Within the listing below, locate all lines containing the word "subtree". Copy each one.

--- Data for this exercise ---
━━━━━━━━━━━━━━━━━━━━━━━━━━━━━━

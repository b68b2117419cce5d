// 🌳 Group Hierarchy Inferencer - Payer groups as a forest
//
// B nests under A when:
// - similarity(A.name, B.name) > 80, and
// - B.name starts with A.name (case-insensitive)
//
// "Cigna Dental" → "Cigna Dental PPO" → "Cigna Dental PPO Plus"
//
// Names can satisfy the test both ways ("Delta Dental" / "DELTA DENTAL"),
// so construction threads a visited set: a group is placed exactly once and
// a branch that would revisit one is cut there.

use crate::config::ResolverConfig;
use crate::entities::PayerGroup;
use crate::similarity::score;
use serde::{Deserialize, Serialize};
use std::collections::HashSet;
use tracing::debug;

#[derive(Debug, Clone, PartialEq, Eq, Serialize, Deserialize)]
pub struct GroupNode {
    pub group_id: String,
    pub group_name: String,
    pub children: Vec<GroupNode>,
}

impl GroupNode {
    /// Number of groups in this subtree, including this one
    pub fn size(&self) -> usize {
        1 + self.children.iter().map(GroupNode::size).sum::<usize>()
    }
}

pub struct HierarchyInferencer {
    /// Minimum similarity for nesting (default: 80)
    pub child_threshold: u8,
}

impl HierarchyInferencer {
    pub fn new() -> Self {
        Self::from_config(&ResolverConfig::default())
    }

    pub fn from_config(config: &ResolverConfig) -> Self {
        HierarchyInferencer {
            child_threshold: config.hierarchy_threshold,
        }
    }

    /// Does `child` nest under `parent`?
    pub fn is_child(&self, parent: &PayerGroup, child: &PayerGroup) -> bool {
        let parent_name = parent.group_name.to_lowercase();
        let child_name = child.group_name.to_lowercase();

        score(&parent_name, &child_name) > self.child_threshold
            && child_name.starts_with(&parent_name)
    }

    /// Build the forest
    ///
    /// Roots and siblings keep input order. A group that qualifies under
    /// several parents goes to whichever is expanded first, so the result
    /// is only reproducible if the caller's order is.
    pub fn infer(&self, groups: &[PayerGroup]) -> Vec<GroupNode> {
        let mut visited: HashSet<usize> = HashSet::new();
        let mut roots = Vec::new();

        let top_level: Vec<usize> = (0..groups.len())
            .filter(|&i| {
                !groups
                    .iter()
                    .enumerate()
                    .any(|(j, other)| j != i && self.is_child(other, &groups[i]))
            })
            .collect();

        for i in top_level {
            if visited.insert(i) {
                roots.push(self.build_node(i, groups, &mut visited));
            }
        }

        // Groups whose every parent is also their child (mutual pairs) have
        // no top-level ancestor; promote them so nothing is dropped.
        for i in 0..groups.len() {
            if visited.insert(i) {
                debug!(
                    "Group {} has no acyclic parent chain, promoting to root",
                    groups[i].group_id
                );
                roots.push(self.build_node(i, groups, &mut visited));
            }
        }

        roots
    }

    fn build_node(
        &self,
        index: usize,
        groups: &[PayerGroup],
        visited: &mut HashSet<usize>,
    ) -> GroupNode {
        let parent = &groups[index];

        // Depth-first: a child's subtree is built before the next sibling is
        // claimed, so deeper parents win over shallower ones.
        let mut children = Vec::new();
        for (j, candidate) in groups.iter().enumerate() {
            if j == index || !self.is_child(parent, candidate) {
                continue;
            }
            if !visited.insert(j) {
                debug!(
                    "Group {} already placed, not repeating it under {}",
                    candidate.group_id, parent.group_id
                );
                continue;
            }
            children.push(self.build_node(j, groups, visited));
        }

        GroupNode {
            group_id: parent.group_id.clone(),
            group_name: parent.group_name.clone(),
            children,
        }
    }
}

impl Default for HierarchyInferencer {
    fn default() -> Self {
        Self::new()
    }
}

/// Build the forest with the default threshold
pub fn infer(groups: &[PayerGroup]) -> Vec<GroupNode> {
    HierarchyInferencer::new().infer(groups)
}

// ============================================================================
// TESTS
// ============================================================================

#[cfg(test)]
mod tests {
    use super::*;

    fn groups(specs: &[(&str, &str)]) -> Vec<PayerGroup> {
        specs.iter().map(|(id, name)| PayerGroup::new(id, name)).collect()
    }

    fn ids(nodes: &[GroupNode]) -> Vec<&str> {
        nodes.iter().map(|n| n.group_id.as_str()).collect()
    }

    /// Every group id in the forest, depth-first
    fn flatten(nodes: &[GroupNode], out: &mut Vec<String>) {
        for node in nodes {
            out.push(node.group_id.clone());
            flatten(&node.children, out);
        }
    }

    #[test]
    fn test_is_child() {
        let inferencer = HierarchyInferencer::new();
        let dd = PayerGroup::new("DD", "Delta Dental");

        assert!(inferencer.is_child(&dd, &PayerGroup::new("DDAZ", "Delta Dental AZ")));
        assert!(inferencer.is_child(&dd, &PayerGroup::new("DDAZ", "DELTA DENTAL az")));
        // prefix but too dissimilar: 24/35
        assert!(!inferencer.is_child(&dd, &PayerGroup::new("DDAZ", "Delta Dental of Arizona")));
        // similar but not a prefix
        assert!(!inferencer.is_child(&dd, &PayerGroup::new("DDX", "The Delta Dental")));
    }

    #[test]
    fn test_nested_chain() {
        let forest = infer(&groups(&[
            ("CI", "Cigna Dental"),
            ("CIP", "Cigna Dental PPO"),
            ("CIPP", "Cigna Dental PPO Plus"),
        ]));

        assert_eq!(ids(&forest), vec!["CI"]);
        assert_eq!(ids(&forest[0].children), vec!["CIP"]);
        assert_eq!(ids(&forest[0].children[0].children), vec!["CIPP"]);
        assert_eq!(forest[0].size(), 3);
    }

    #[test]
    fn test_unrelated_roots_keep_input_order() {
        let forest = infer(&groups(&[
            ("MET", "MetLife"),
            ("AET", "Aetna"),
            ("DD", "Delta Dental"),
            ("DDAZ", "Delta Dental AZ"),
        ]));

        assert_eq!(ids(&forest), vec!["MET", "AET", "DD"]);
        assert_eq!(ids(&forest[2].children), vec!["DDAZ"]);
    }

    #[test]
    fn test_child_nests_under_deepest_expanded_parent() {
        // DDAZ1 qualifies under both DD and DDAZ; DDAZ is expanded before
        // DD gets to it
        let forest = infer(&groups(&[
            ("DD", "Delta Dental"),
            ("DDAZ", "Delta Dental AZ"),
            ("DDAZ1", "Delta Dental AZ1"),
        ]));

        assert_eq!(ids(&forest), vec!["DD"]);
        assert_eq!(ids(&forest[0].children), vec!["DDAZ"]);
        assert_eq!(ids(&forest[0].children[0].children), vec!["DDAZ1"]);
        assert_eq!(forest[0].size(), 3);
    }

    #[test]
    fn test_child_goes_to_first_expanded_sibling() {
        // DDAZ1 qualifies under DDA and DDAZ; DDA comes first in input order
        let forest = infer(&groups(&[
            ("DD", "Delta Dental"),
            ("DDA", "Delta Dental A"),
            ("DDAZ", "Delta Dental AZ"),
            ("DDAZ1", "Delta Dental AZ1"),
        ]));

        assert_eq!(ids(&forest[0].children), vec!["DDA"]);
        assert_eq!(ids(&forest[0].children[0].children), vec!["DDAZ"]);
        assert_eq!(ids(&forest[0].children[0].children[0].children), vec!["DDAZ1"]);
    }

    #[test]
    fn test_mutual_children_produce_no_cycle() {
        let input = groups(&[("G1", "Delta Dental"), ("G2", "DELTA DENTAL")]);
        let forest = infer(&input);

        assert_eq!(ids(&forest), vec!["G1"]);
        assert_eq!(ids(&forest[0].children), vec!["G2"]);
        assert!(forest[0].children[0].children.is_empty());
    }

    #[test]
    fn test_every_group_placed_once() {
        let input = groups(&[
            ("A", "Delta Dental"),
            ("B", "delta dental"),
            ("C", "DELTA DENTAL"),
            ("D", "Delta Dental AZ"),
            ("E", "Aetna"),
        ]);
        let forest = infer(&input);

        let mut placed = Vec::new();
        flatten(&forest, &mut placed);
        placed.sort();
        assert_eq!(placed, vec!["A", "B", "C", "D", "E"]);
    }

    #[test]
    fn test_empty_input() {
        assert!(infer(&[]).is_empty());
    }
}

━━━━━━━━━━━━━━━━━━━━━━━━━━━━━━

--- Solution below ---
    /// Number of groups in this subtree, including this one
        // Depth-first: a child's subtree is built before the next sibling is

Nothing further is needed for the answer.